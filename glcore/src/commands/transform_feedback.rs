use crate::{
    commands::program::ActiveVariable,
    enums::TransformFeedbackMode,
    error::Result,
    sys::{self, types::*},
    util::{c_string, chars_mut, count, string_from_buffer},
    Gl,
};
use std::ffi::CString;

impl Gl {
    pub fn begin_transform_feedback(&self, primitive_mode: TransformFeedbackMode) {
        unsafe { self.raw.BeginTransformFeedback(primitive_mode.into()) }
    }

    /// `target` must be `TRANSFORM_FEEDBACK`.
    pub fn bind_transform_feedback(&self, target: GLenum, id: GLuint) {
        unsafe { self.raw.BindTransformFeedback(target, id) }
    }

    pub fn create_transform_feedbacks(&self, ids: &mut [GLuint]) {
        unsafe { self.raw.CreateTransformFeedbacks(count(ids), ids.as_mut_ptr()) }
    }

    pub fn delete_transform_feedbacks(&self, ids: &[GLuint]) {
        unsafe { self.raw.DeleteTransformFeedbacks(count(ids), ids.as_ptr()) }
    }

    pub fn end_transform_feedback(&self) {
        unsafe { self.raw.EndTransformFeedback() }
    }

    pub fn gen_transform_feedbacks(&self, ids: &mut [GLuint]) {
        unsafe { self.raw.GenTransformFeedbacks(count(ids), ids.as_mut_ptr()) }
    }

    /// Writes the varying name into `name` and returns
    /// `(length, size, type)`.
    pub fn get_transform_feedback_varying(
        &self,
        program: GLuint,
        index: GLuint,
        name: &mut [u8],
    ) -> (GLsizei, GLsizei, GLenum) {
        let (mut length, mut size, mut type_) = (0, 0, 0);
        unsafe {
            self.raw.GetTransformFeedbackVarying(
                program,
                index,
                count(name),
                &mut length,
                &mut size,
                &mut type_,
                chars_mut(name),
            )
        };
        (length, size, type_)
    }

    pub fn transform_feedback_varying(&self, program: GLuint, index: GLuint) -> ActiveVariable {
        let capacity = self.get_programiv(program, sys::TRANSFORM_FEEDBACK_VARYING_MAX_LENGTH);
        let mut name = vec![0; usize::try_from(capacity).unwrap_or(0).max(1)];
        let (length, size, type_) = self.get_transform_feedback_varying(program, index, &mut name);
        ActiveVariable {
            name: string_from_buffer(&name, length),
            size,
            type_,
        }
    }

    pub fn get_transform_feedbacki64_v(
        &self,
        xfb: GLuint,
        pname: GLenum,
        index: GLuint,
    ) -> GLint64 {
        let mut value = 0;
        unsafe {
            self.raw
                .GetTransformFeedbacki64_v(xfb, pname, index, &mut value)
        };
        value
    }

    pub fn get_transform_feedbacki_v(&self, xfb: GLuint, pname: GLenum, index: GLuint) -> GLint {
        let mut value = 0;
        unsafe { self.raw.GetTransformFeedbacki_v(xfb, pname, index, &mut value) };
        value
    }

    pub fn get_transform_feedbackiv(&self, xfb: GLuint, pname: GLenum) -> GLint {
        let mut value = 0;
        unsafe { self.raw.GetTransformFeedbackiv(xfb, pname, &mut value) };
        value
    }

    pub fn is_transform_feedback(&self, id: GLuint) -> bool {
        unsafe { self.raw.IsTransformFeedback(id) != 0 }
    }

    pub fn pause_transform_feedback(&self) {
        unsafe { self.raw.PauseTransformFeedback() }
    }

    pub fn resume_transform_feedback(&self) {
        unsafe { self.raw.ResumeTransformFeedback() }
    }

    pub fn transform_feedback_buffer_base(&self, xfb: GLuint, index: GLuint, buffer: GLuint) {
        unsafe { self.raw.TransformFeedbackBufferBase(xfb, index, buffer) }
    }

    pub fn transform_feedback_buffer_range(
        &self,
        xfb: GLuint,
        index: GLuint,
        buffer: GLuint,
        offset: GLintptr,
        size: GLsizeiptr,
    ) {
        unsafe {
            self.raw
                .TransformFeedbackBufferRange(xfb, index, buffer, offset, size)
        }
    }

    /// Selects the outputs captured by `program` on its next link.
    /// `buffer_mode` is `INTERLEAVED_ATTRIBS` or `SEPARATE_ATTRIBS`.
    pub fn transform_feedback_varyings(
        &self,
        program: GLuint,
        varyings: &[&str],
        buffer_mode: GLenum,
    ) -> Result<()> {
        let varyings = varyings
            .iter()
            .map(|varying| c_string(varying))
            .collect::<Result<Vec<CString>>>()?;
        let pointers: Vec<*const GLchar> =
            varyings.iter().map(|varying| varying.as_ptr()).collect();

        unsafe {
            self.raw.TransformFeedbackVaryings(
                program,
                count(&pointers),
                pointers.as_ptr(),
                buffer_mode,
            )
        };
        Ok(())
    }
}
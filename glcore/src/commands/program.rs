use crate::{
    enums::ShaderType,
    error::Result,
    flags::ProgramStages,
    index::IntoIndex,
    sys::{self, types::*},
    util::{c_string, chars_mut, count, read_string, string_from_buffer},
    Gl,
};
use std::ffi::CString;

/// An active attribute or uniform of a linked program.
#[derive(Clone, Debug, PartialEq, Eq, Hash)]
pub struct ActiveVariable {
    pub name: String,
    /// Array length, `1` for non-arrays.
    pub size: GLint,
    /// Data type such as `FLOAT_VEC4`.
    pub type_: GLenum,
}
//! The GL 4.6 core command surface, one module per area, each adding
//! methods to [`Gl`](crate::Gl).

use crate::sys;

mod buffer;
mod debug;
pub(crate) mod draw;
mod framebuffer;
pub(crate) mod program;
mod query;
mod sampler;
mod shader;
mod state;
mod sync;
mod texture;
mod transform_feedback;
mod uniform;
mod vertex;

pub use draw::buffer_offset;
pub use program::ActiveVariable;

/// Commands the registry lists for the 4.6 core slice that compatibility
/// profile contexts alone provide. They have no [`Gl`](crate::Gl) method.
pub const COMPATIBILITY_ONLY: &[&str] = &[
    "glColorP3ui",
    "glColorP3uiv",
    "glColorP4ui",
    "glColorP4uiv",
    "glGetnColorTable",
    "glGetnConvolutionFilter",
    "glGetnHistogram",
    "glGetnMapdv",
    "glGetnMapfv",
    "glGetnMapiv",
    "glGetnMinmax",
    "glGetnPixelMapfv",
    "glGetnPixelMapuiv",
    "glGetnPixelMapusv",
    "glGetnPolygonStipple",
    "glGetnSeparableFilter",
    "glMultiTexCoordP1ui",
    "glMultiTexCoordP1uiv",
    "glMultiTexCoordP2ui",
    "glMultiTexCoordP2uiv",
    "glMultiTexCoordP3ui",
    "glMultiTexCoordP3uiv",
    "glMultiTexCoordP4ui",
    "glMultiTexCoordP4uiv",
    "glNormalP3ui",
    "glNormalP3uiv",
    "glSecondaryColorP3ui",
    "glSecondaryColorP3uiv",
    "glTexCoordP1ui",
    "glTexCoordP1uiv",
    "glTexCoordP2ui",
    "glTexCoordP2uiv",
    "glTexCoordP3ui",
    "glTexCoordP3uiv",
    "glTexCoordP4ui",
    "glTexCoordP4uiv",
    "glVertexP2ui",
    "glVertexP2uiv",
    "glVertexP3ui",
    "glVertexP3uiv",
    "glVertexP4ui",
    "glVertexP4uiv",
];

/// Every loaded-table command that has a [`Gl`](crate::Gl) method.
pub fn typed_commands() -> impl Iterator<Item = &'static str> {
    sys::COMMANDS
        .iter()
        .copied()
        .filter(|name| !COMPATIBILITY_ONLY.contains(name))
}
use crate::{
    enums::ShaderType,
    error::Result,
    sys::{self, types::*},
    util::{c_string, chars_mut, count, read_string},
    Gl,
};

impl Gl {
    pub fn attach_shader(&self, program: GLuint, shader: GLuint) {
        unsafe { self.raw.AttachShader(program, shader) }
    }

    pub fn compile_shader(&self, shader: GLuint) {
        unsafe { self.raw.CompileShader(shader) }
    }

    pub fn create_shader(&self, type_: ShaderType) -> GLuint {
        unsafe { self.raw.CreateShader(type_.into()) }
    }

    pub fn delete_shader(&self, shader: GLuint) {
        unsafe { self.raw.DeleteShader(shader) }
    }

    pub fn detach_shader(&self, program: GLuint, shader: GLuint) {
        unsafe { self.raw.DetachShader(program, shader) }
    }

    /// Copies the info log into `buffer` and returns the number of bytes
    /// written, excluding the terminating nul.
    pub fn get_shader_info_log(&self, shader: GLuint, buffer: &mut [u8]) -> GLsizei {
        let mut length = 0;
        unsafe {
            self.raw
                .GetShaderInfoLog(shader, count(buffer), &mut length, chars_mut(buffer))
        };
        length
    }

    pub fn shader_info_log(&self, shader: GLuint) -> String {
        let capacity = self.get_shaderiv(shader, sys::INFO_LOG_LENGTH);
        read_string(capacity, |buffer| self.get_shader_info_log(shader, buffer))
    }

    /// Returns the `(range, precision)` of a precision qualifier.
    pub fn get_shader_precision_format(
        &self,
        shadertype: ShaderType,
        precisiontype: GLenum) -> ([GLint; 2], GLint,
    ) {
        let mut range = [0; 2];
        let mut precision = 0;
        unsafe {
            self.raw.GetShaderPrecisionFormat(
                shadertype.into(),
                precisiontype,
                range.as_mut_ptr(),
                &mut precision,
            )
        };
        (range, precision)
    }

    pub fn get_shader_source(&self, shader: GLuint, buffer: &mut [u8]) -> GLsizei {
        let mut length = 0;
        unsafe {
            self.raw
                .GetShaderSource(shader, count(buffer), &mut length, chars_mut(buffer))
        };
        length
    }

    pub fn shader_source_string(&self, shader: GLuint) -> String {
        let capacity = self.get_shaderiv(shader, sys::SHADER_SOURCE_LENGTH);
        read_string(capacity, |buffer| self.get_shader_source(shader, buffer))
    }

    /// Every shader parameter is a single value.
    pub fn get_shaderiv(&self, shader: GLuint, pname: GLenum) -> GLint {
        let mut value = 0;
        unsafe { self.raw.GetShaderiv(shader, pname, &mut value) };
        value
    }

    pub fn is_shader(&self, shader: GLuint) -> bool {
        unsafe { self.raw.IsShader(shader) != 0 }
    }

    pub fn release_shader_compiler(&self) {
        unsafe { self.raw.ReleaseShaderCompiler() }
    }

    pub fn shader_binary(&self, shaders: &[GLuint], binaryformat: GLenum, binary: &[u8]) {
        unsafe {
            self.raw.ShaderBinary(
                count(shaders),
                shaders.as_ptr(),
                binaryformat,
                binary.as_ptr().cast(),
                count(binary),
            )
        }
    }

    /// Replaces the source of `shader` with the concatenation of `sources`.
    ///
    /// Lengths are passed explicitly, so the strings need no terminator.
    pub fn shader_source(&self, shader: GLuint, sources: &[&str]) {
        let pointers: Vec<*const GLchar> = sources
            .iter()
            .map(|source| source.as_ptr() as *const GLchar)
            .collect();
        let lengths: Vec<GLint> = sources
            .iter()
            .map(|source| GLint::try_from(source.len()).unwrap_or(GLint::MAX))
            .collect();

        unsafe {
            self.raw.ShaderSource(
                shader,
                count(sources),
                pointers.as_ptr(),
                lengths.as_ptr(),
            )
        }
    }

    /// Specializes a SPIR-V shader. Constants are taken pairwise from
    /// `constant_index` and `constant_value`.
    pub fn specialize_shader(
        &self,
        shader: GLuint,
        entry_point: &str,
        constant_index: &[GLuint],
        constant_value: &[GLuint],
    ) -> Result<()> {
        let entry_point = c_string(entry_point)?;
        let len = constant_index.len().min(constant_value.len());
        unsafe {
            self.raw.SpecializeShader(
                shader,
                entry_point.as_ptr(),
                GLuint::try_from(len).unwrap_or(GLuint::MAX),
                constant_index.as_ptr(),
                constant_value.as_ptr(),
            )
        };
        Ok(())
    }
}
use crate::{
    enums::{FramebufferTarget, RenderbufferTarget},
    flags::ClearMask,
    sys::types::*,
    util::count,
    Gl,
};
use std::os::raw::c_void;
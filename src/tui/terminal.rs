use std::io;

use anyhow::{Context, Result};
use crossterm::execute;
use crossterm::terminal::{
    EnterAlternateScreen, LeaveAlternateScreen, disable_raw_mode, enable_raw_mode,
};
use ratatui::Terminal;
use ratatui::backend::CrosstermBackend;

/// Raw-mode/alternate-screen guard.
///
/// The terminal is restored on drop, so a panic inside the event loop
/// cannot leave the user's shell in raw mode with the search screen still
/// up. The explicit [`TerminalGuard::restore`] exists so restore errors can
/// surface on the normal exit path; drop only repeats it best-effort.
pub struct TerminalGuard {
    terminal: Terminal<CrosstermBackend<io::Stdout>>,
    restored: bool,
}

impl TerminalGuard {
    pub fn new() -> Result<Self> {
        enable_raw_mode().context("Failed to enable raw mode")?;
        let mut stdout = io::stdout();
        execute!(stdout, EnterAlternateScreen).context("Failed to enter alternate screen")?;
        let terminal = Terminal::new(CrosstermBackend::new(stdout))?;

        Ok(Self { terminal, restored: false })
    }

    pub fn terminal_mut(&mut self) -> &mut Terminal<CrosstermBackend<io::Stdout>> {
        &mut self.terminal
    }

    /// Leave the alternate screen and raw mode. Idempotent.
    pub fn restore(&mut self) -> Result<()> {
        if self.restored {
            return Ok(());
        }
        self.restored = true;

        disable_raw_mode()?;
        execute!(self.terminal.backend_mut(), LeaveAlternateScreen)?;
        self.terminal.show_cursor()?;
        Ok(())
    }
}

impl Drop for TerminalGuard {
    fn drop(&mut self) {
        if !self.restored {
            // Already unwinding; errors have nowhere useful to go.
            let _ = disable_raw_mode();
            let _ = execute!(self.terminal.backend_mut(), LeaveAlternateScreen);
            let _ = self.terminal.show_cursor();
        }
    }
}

TASK DESCRIPTION -> Your reply is to repeat, unchanged, the lines above running from the one with "pub fn create_shader(&self, type_: ShaderType)" up to and including the one with "pub fn shader_info_log(&self, shader: GLuint)".

ANSWER FOR THIS EXERCISE ->
    pub fn create_shader(&self, type_: ShaderType) -> GLuint {
        unsafe { self.raw.CreateShader(type_.into()) }
    }

    pub fn delete_shader(&self, shader: GLuint) {
        unsafe { self.raw.DeleteShader(shader) }
    }

    pub fn detach_shader(&self, program: GLuint, shader: GLuint) {
        unsafe { self.raw.DetachShader(program, shader) }
    }

    /// Copies the info log into `buffer` and returns the number of bytes
    /// written, excluding the terminating nul.
    pub fn get_shader_info_log(&self, shader: GLuint, buffer: &mut [u8]) -> GLsizei {
        let mut length = 0;
        unsafe {
            self.raw
                .GetShaderInfoLog(shader, count(buffer), &mut length, chars_mut(buffer))
        };
        length
    }

    pub fn shader_info_log(&self, shader: GLuint) -> String {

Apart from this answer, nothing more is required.